WARNING: Your SSH key files are broken.
private key (NOT FOUND) [/home/strohel/.ssh/google_compute_engine]
public key (OK) [/home/strohel/.ssh/google_compute_engine.pub]
We are going to overwrite all above files.
Do you want to continue (y/N)? N
Hmmm, gcloud
was being a bit too smart here. We don’t have the private key in file, because that’s
the entire point of confining it into a separate hardware device. Let’s try to cheat a bit more:
$ touch ~/.ssh/google_compute_engine
$ gcloud compute ssh bencher
WARNING: The private SSH key file for gcloud is empty.
(...)
Still no avail. Let’s outsmart gcloud
completely:
$ echo "fake content, actual private key on OpenPGP HW token" > ~/.ssh/google_compute_engine
$ gcloud compute ssh bencher
(...)
Last login: ...
Yay. That’s it, we need to write the public key in SSH format into google_compute_engine.pub
, and
some random content into google_compute_engine
.
Notes
- I have tested this successfully with YubiKey 4 and ZeitControl “BasicCard” SmartCard (no longer) provided by FSFE.
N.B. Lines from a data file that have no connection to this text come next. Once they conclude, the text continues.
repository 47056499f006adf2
pub mod adapters;
pub mod config;
pub mod error;
pub mod web;
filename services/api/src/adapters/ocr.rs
//! services/api/src/adapters/ocr.rs
//!
//! This module contains the OCR adapter backed by the Tesseract CLI.
//! It implements the `OcrService` port from the `core` crate.

use async_trait::async_trait;
use insighthub_core::ports::{OcrService, PortError, PortResult};
use std::process::Stdio;
use std::time::Duration;
use tokio::io::AsyncWriteExt;
use tokio::process::{Child, Command};
use tracing::debug;

/// Runs `<command> stdin stdout`, piping the image in and reading text out.
///
/// A run that outlives `timeout` is abandoned; the child is killed on drop.
#[derive(Clone, Debug)]
pub struct TesseractOcrAdapter {
    command: String,
    timeout: Duration,
}

impl TesseractOcrAdapter {
    /// Creates a new `TesseractOcrAdapter` for the given executable.
    pub fn new(command: String, timeout: Duration) -> Self {
        Self { command, timeout }
    }
}

/// Writes the image, closes stdin and collects the child's output.
async fn run_to_completion(mut child: Child, image: &[u8]) -> PortResult<std::process::Output> {
    if let Some(mut stdin) = child.stdin.take() {
        stdin
            .write_all(image)
            .await
            .map_err(|e| PortError::Ocr(format!("Failed to send image to OCR: {}", e)))?;
    }
    child
        .wait_with_output()
        .await
        .map_err(|e| PortError::Ocr(format!("OCR process failed: {}", e)))
}

#[async_trait]
impl OcrService for TesseractOcrAdapter {
    async fn image_to_text(&self, image: &[u8]) -> PortResult<String> {
        if image.is_empty() {
            return Err(PortError::Ocr("Empty image".to_string()));
        }

        let child = Command::new(&self.command)
            .args(["stdin", "stdout"])
            .stdin(Stdio::piped())
            .stdout(Stdio::piped())
            .stderr(Stdio::piped())
            .kill_on_drop(true)
            .spawn()
            .map_err(|e| {
                PortError::Ocr(format!("Failed to start '{}': {}", self.command, e))
            })?;

        let output = tokio::time::timeout(self.timeout, run_to_completion(child, image))
            .await
            .map_err(|_| {
                PortError::Ocr(format!(
                    "OCR timed out after {}s",
                    self.timeout.as_secs_f32()
                ))
            })??;
        if !output.status.success() {
            return Err(PortError::Ocr(format!(
                "OCR exited with {}: {}",
                output.status,
                String::from_utf8_lossy(&output.stderr).trim()
            )));
        }

        let text = String::from_utf8_lossy(&output.stdout).into_owned();
        debug!("OCR produced {} chars.", text.len());
        Ok(text)
    }
}
//! services/api/src/web/state.rs
//!
//! Defines the application's shared state.

use crate::config::Config;
use insighthub_core::Assistant;
use std::sync::Arc;

//=========================================================================================
// AppState (Shared Across All Requests)
//=========================================================================================

/// The shared application state, created once at startup and passed to all handlers.
#[derive(Clone)]
pub struct AppState {
    pub assistant: Arc<Assistant>,
    pub config: Arc<Config>,
}
// 分账API处理器
// 单次分账、分账查询与商户公钥获取的路由适配

use actix_web::{web, HttpResponse, Result as ActixResult};

use crate::handlers::gateway_error;
use crate::models::{ApiResponse, ProfitSharingQuery, ProfitSharingRequest};
use crate::state::AppStateData;
use crate::wxpay::profitsharing::{self, ProfitSharingParams, Receiver};
use crate::wxpay::publickey;

/// 请求单次分账
///
/// POST /api/wxpay/profitsharing
///
/// 请求体: ProfitSharingRequest
pub async fn profit_sharing(
    data: AppStateData,
    request: web::Json<ProfitSharingRequest>,
) -> ActixResult<HttpResponse> {
    let request = request.into_inner();
    if request.receivers.is_empty() {
        return Ok(HttpResponse::BadRequest()
            .json(ApiResponse::error(400, "receivers cannot be empty")));
    }

    let receivers = request
        .receivers
        .into_iter()
        .map(|r| Receiver {
            kind: r.kind,
            account: r.account,
            amount: r.amount,
            description: r.description,
        })
        .collect();

    let params = ProfitSharingParams {
        transaction_id: request.transaction_id.clone(),
        out_order_no: request.out_order_no.clone(),
        receivers,
    };

    match profitsharing::profit_sharing(&data.pay, params).await {
        Ok(result) => {
            log::info!(
                "profit sharing accepted, transaction_id: {}, out_order_no: {}",
                request.transaction_id,
                request.out_order_no
            );
            Ok(HttpResponse::Ok().json(ApiResponse::success(result)))
        }
        Err(e) => Ok(gateway_error("profit sharing failed", e)),
    }
}

/// 查询分账结果
///
/// GET /api/wxpay/profitsharingquery?transaction_id=...&out_order_no=...
pub async fn profit_sharing_query(
    data: AppStateData,
    query: web::Query<ProfitSharingQuery>,
) -> ActixResult<HttpResponse> {
    match profitsharing::profit_sharing_query(&data.pay, &query.transaction_id, &query.out_order_no)
        .await
    {
        Ok(result) => Ok(HttpResponse::Ok().json(ApiResponse::success(result))),
        Err(e) => Ok(gateway_error("profit sharing query failed", e)),
    }
}

/// 获取商户RSA公钥
///
/// GET /api/wxpay/getpublickey
pub async fn get_public_key(data: AppStateData) -> ActixResult<HttpResponse> {
    match publickey::get_public_key(&data.pay).await {
        Ok(pub_key) => Ok(HttpResponse::Ok()
            .json(ApiResponse::success(serde_json::json!({ "pub_key": pub_key })))),
        Err(e) => Ok(gateway_error("get public key failed", e)),
    }
}
// 订单API处理器
// 统一下单、订单查询、关闭订单的路由适配

use actix_web::{web, HttpRequest, HttpResponse, Result as ActixResult};

use crate::handlers::gateway_error;
use crate::models::{ApiResponse, TradeNoQuery, UnifiedOrderQuery};
use crate::state::AppStateData;
use crate::wxpay::order::{self, UnifiedOrderParams};
use crate::wxpay::{server, types, WxPayError};

/// 演示订单号, 请求未携带out_trade_no时使用
const DEMO_TRADE_NO: &str = "NO.10086";
/// 演示商品描述
const DEMO_BODY: &str = "BODY";

/// 统一下单
///
/// GET /api/wxpay/unifiedorder?fee=201
///
/// 以APP交易类型下单, 成功后返回拉起支付所需的客户端参数
pub async fn unified_order(
    data: AppStateData,
    query: web::Query<UnifiedOrderQuery>,
    req: HttpRequest,
) -> ActixResult<HttpResponse> {
    let query = query.into_inner();
    let client_ip = req
        .connection_info()
        .realip_remote_addr()
        .unwrap_or("127.0.0.1")
        .to_string();

    let params = UnifiedOrderParams {
        body: query.body.unwrap_or_else(|| DEMO_BODY.to_string()),
        out_trade_no: query
            .out_trade_no
            .unwrap_or_else(|| DEMO_TRADE_NO.to_string()),
        total_fee: query.fee,
        spbill_create_ip: client_ip,
        notify_url: data.config.notify.payment_url.clone(),
        trade_type: types::TRADE_TYPE_APP.to_string(),
    };

    match order::unified_order(&data.pay, params).await {
        Ok(result) => match result.get("prepay_id") {
            Some(prepay_id) => {
                log::info!("unified order created, prepay_id: {}", prepay_id);
                let payment_params = server::app_payment_params(&data.pay, prepay_id);
                Ok(HttpResponse::Ok().json(ApiResponse::success(payment_params)))
            }
            None => Ok(gateway_error(
                "unified order failed",
                WxPayError::Parse("missing prepay_id".to_string()),
            )),
        },
        Err(e) => Ok(gateway_error("unified order failed", e)),
    }
}

/// 查询订单
///
/// GET /api/wxpay/orderquery?out_trade_no=NO.10086
pub async fn order_query(
    data: AppStateData,
    query: web::Query<TradeNoQuery>,
) -> ActixResult<HttpResponse> {
    match order::order_query(&data.pay, &query.out_trade_no).await {
        Ok(result) => Ok(HttpResponse::Ok().json(ApiResponse::success(result))),
        Err(e) => Ok(gateway_error("order query failed", e)),
    }
}

/// 关闭订单
///
/// GET /api/wxpay/closeorder?out_trade_no=NO.10086
pub async fn close_order(
    data: AppStateData,
    query: web::Query<TradeNoQuery>,
) -> ActixResult<HttpResponse> {
    match order::close_order(&data.pay, &query.out_trade_no).await {
        Ok(result) => {
            log::info!("order closed: {}", query.out_trade_no);
            Ok(HttpResponse::Ok().json(ApiResponse::success(result)))
        }
        Err(e) => Ok(gateway_error("close order failed", e)),
    }
}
- If you try to SSH without your OpenPGP token available, the error will look like:
$ gcloud compute ssh bencher Load key "/home/strohel/.ssh/google_compute_engine": invalid format (...)
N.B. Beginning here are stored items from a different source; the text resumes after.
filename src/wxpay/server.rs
// 通知回调与客户端支付参数
// 支付结果通知验签, 退款通知req_info解密, 预支付应答二次签名

use aes::cipher::{generic_array::GenericArray, BlockDecrypt, KeyInit};
use aes::Aes256;
use base64::engine::general_purpose::STANDARD as BASE64;
use base64::Engine as _;
use md5::{Digest, Md5};

use super::error::{Result, WxPayError};
use super::types::{Params, SignType};
use super::{check_result, sign, xml, WxPay};

/// 解析并验签支付结果通知
pub fn payment_notify(pay: &WxPay, body: &str) -> Result<Params> {
    let params = xml::from_xml(body)?;
    check_result(&params)?;
    let sign_type = match params.get("sign_type").map(String::as_str) {
        Some("HMAC-SHA256") => SignType::HmacSha256,
        _ => SignType::Md5,
    };
    if !sign::verify(&params, &pay.config.api_key, sign_type) {
        return Err(WxPayError::BadSignature);
    }
    Ok(params)
}

/// 解析退款结果通知并解密req_info明细
///
/// 退款通知不带签名, 明细以商户API密钥派生的AES-256-ECB密钥加密,
/// 解密出的字段合并进返回的参数表
pub fn refund_notify(pay: &WxPay, body: &str) -> Result<Params> {
    let mut params = xml::from_xml(body)?;
    check_result(&params)?;
    let cipher_text = params
        .remove("req_info")
        .ok_or_else(|| WxPayError::Parse("missing req_info".to_string()))?;
    let detail = decrypt_req_info(&cipher_text, &pay.config.api_key)?;
    params.extend(detail);
    Ok(params)
}

/// 通知应答: 接收成功
pub fn response_success() -> String {
    "<xml><return_code><![CDATA[SUCCESS]]></return_code><return_msg><![CDATA[OK]]></return_msg></xml>"
        .to_string()
}

/// 通知应答: 接收失败, 网关将按策略重试
pub fn response_fail(msg: &str) -> String {
    format!(
        "<xml><return_code><![CDATA[FAIL]]></return_code><return_msg><![CDATA[{}]]></return_msg></xml>",
        msg
    )
}

/// 构造APP拉起支付所需的客户端参数并签名
pub fn app_payment_params(pay: &WxPay, prepay_id: &str) -> Params {
    let mut params = Params::new();
    params.insert("appid".to_string(), pay.config.appid.clone());
    params.insert("partnerid".to_string(), pay.config.mchid.clone());
    params.insert("prepayid".to_string(), prepay_id.to_string());
    params.insert("package".to_string(), "Sign=WXPay".to_string());
    params.insert("noncestr".to_string(), sign::nonce_str());
    params.insert(
        "timestamp".to_string(),
        chrono::Utc::now().timestamp().to_string(),
    );
    let signature = sign::sign(&params, &pay.config.api_key, SignType::Md5);
    params.insert("sign".to_string(), signature);
    params
}

/// 解密req_info密文
///
/// AES-256-ECB, 密钥为API密钥MD5摘要的小写十六进制, PKCS#7填充
fn decrypt_req_info(cipher_b64: &str, api_key: &str) -> Result<Params> {
    let data = BASE64
        .decode(cipher_b64.trim())
        .map_err(|e| WxPayError::Decrypt(format!("base64: {}", e)))?;
    if data.is_empty() || data.len() % 16 != 0 {
        return Err(WxPayError::Decrypt(
            "ciphertext is not block aligned".to_string(),
        ));
    }

    let mut hasher = Md5::new();
    hasher.update(api_key.as_bytes());
    let key = hex::encode(hasher.finalize());
    let cipher = Aes256::new_from_slice(key.as_bytes())
        .map_err(|e| WxPayError::Decrypt(e.to_string()))?;

    let mut plain = Vec::with_capacity(data.len());
    for chunk in data.chunks_exact(16) {
        let mut block = GenericArray::clone_from_slice(chunk);
        cipher.decrypt_block(&mut block);
        plain.extend_from_slice(&block);
    }

    let pad = usize::from(*plain.last().unwrap_or(&0));
    if pad == 0 || pad > 16 || pad > plain.len() {
        return Err(WxPayError::Decrypt("bad padding".to_string()));
    }
    plain.truncate(plain.len() - pad);

    let text = String::from_utf8(plain)
        .map_err(|_| WxPayError::Decrypt("plaintext is not utf-8".to_string()))?;
    xml::from_xml(&text)
}

#[cfg(test)]
mod tests {
    use super::super::tests::test_pay;
    use super::*;

    fn signed_notify_body(pay: &WxPay) -> String {
        let mut params = Params::new();
        params.insert("return_code".to_string(), "SUCCESS".to_string());
        params.insert("result_code".to_string(), "SUCCESS".to_string());
        params.insert("appid".to_string(), pay.config.appid.clone());
        params.insert("mch_id".to_string(), pay.config.mchid.clone());
        params.insert("out_trade_no".to_string(), "NO.10086".to_string());
        params.insert("transaction_id".to_string(), "4200000000202008120000".to_string());
        params.insert("total_fee".to_string(), "201".to_string());
        params.insert("nonce_str".to_string(), "ibuaiVcKdpRxkhJA".to_string());
        let signature = sign::sign(&params, &pay.config.api_key, SignType::Md5);
        params.insert("sign".to_string(), signature);
        xml::to_xml(&params)
    }

    #[test]
    fn test_payment_notify_accepts_signed_body() {
        let pay = test_pay();
        let body = signed_notify_body(&pay);
        let params = payment_notify(&pay, &body).unwrap();
        assert_eq!(params.get("out_trade_no").unwrap(), "NO.10086");
        assert_eq!(params.get("total_fee").unwrap(), "201");
    }

    #[test]
    fn test_payment_notify_rejects_tampered_body() {
        let pay = test_pay();
        let body = signed_notify_body(&pay).replace("201", "1");
        assert!(matches!(
            payment_notify(&pay, &body),
            Err(WxPayError::BadSignature)
        ));
    }

    #[test]
    fn test_payment_notify_rejects_gateway_fail() {
        let pay = test_pay();
        let body = "<xml><return_code><![CDATA[FAIL]]></return_code><return_msg><![CDATA[busy]]></return_msg></xml>";
        assert!(matches!(
            payment_notify(&pay, body),
            Err(WxPayError::Gateway { .. })
        ));
    }

    // 密文由 api_key=192006250b4c09247ec02edce69f6a2d 的派生密钥离线加密生成
    const REQ_INFO_CIPHER: &str = "9qsI8MWfniYpyz+bDkv0WvM+Q/yN4apQiodR8gB0AZ3SiriaJTpLMgt2o7K72+57sH8vY/H7M6XsY5trwzYXUqk536YX/dQ+yd2McPLw+jmEDhgGIKulWDAjHBZRUiATENQlDVl4YcM6G2ZaZT1fpj0bt5Kp82THKrtbqD7R0Vo=";

    #[test]
    fn test_refund_notify_decrypts_req_info() {
        let pay = test_pay();
        let body = format!(
            "<xml><return_code><![CDATA[SUCCESS]]></return_code><mch_id><![CDATA[10000100]]></mch_id><req_info><![CDATA[{}]]></req_info></xml>",
            REQ_INFO_CIPHER
        );
        let params = refund_notify(&pay, &body).unwrap();
        assert_eq!(params.get("out_refund_no").unwrap(), "NO.10086_REFUND");
        assert_eq!(params.get("refund_status").unwrap(), "SUCCESS");
        assert!(!params.contains_key("req_info"));
    }

    #[test]
    fn test_refund_notify_rejects_bad_cipher() {
        let pay = test_pay();
        let body = "<xml><return_code><![CDATA[SUCCESS]]></return_code><req_info><![CDATA[AAAA]]></req_info></xml>";
        assert!(matches!(
            refund_notify(&pay, body),
            Err(WxPayError::Decrypt(_))
        ));

        let body = "<xml><return_code><![CDATA[SUCCESS]]></return_code></xml>";
        assert!(matches!(refund_notify(&pay, body), Err(WxPayError::Parse(_))));
    }

    #[test]
    fn test_app_payment_params_are_signed() {
        let pay = test_pay();
        let params = app_payment_params(&pay, "wx20200812prepay");
        assert_eq!(params.get("appid").unwrap(), &pay.config.appid);
        assert_eq!(params.get("partnerid").unwrap(), &pay.config.mchid);
        assert_eq!(params.get("prepayid").unwrap(), "wx20200812prepay");
        assert_eq!(params.get("package").unwrap(), "Sign=WXPay");
        assert!(sign::verify(&params, &pay.config.api_key, SignType::Md5));
    }

    #[test]
    fn test_response_bodies() {
        assert!(response_success().contains("SUCCESS"));
        let fail = response_fail("invalid signature");
        assert!(fail.contains("FAIL"));
        assert!(fail.contains("invalid signature"));
    }
}
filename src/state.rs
// 应用状态管理
// 持有只读配置与网关客户端, 启动后不再变更

use actix_web::web;

use crate::config::Config;
use crate::wxpay::WxPay;

/// 应用全局状态
pub struct AppState {
    /// 应用配置
    pub config: Config,
    /// 微信支付网关客户端
    pub pay: WxPay,
}

impl AppState {
    /// 创建新的应用状态实例
    ///
    /// # Arguments
    /// * `config` - 应用配置
    /// * `pay` - 网关客户端 (沙箱密钥换取已完成)
    ///
    /// # Returns
    /// * 应用状态实例
    pub fn new(config: Config, pay: WxPay) -> Self {
        Self { config, pay }
    }

    /// 创建测试用的应用状态
    #[cfg(test)]
    pub fn new_for_test() -> Self {
        let config = Config::for_test();
        let pay = WxPay::new(crate::wxpay::Config {
            appid: config.payment.appid.clone(),
            mchid: config.payment.mchid.clone(),
            api_key: config.payment.api_key.clone(),
            cert: None,
            sandbox: true,
        })
        .expect("Failed to build test gateway client");
        Self::new(config, pay)
    }
}

/// 应用状态数据类型别名
pub type AppStateData = web::Data<AppState>;
// API路由配置
// 定义所有HTTP接口的路由规则

use actix_web::{web, Scope};

use crate::handlers::*;

/// 支付网关操作路由
pub fn wxpay_routes() -> Scope {
    web::scope("/api/wxpay")
        // 订单
        .route("/unifiedorder", web::get().to(unified_order))
        .route("/orderquery", web::get().to(order_query))
        .route("/closeorder", web::get().to(close_order))
        // 对账下载
        .route("/downloadbill", web::get().to(download_bill))
        .route("/downloadfundflow", web::get().to(download_fund_flow))
        .route("/batchquerycomment", web::get().to(batch_query_comment))
        // 退款
        .route("/refund", web::get().to(refund))
        .route("/refundquery", web::get().to(refund_query))
        // 辅助能力
        .route("/shorturl", web::get().to(short_url))
        .route("/getpublickey", web::get().to(get_public_key))
        // 分账
        .route("/profitsharing", web::post().to(profit_sharing))
        .route("/profitsharingquery", web::get().to(profit_sharing_query))
}

/// 异步通知回调路由
pub fn notify_routes() -> Scope {
    web::scope("/api/weixin")
        .route("/paymentnotify", web::post().to(payment_notify))
        .route("/refundnotify", web::post().to(refund_notify))
}

/// 公共路由 (无需认证)
pub fn public_routes() -> Scope {
    web::scope("")
        .route("/health", web::get().to(health_check))
        .route("/version", web::get().to(version_info))
}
- Some folks say they need to write the authentication keygrip into
~/.gnupg/sshcontrol
file. For me this works without touching thesshcontrol
file (it contains only comments). I suspect that it is used only for file-based GPG-as-SSH keys, and not relevant for GPG-as-SSH keys backed by HW tokens. - To resolve some problems with card “PIN Entry” dialog not showing up sometimes, I have this
snippet in my
~/.bashrc
:# Needed to make gpg-agent as ssh-agent pop-up pinentry correctly # https://unix.stackexchange.com/a/218401 echo UPDATESTARTUPTTY | gpg-connect-agent >/dev/null
- Sometimes, during SSH operations like
git push
, I getAgent refused operation
errors fromgpg-agent
. A re-plug and/or restart of the PC/SC Smart Card Daemon (systemctl restart pcscd
) helps. - For modern OpenSSH versions (8.2+ on both client and server) and security tokens (supporting FIDO2/U2F) a technically different alternative (that does not involve OpenPGP/GnuPG) exists, as described in Google Cloud docs and elsewhere.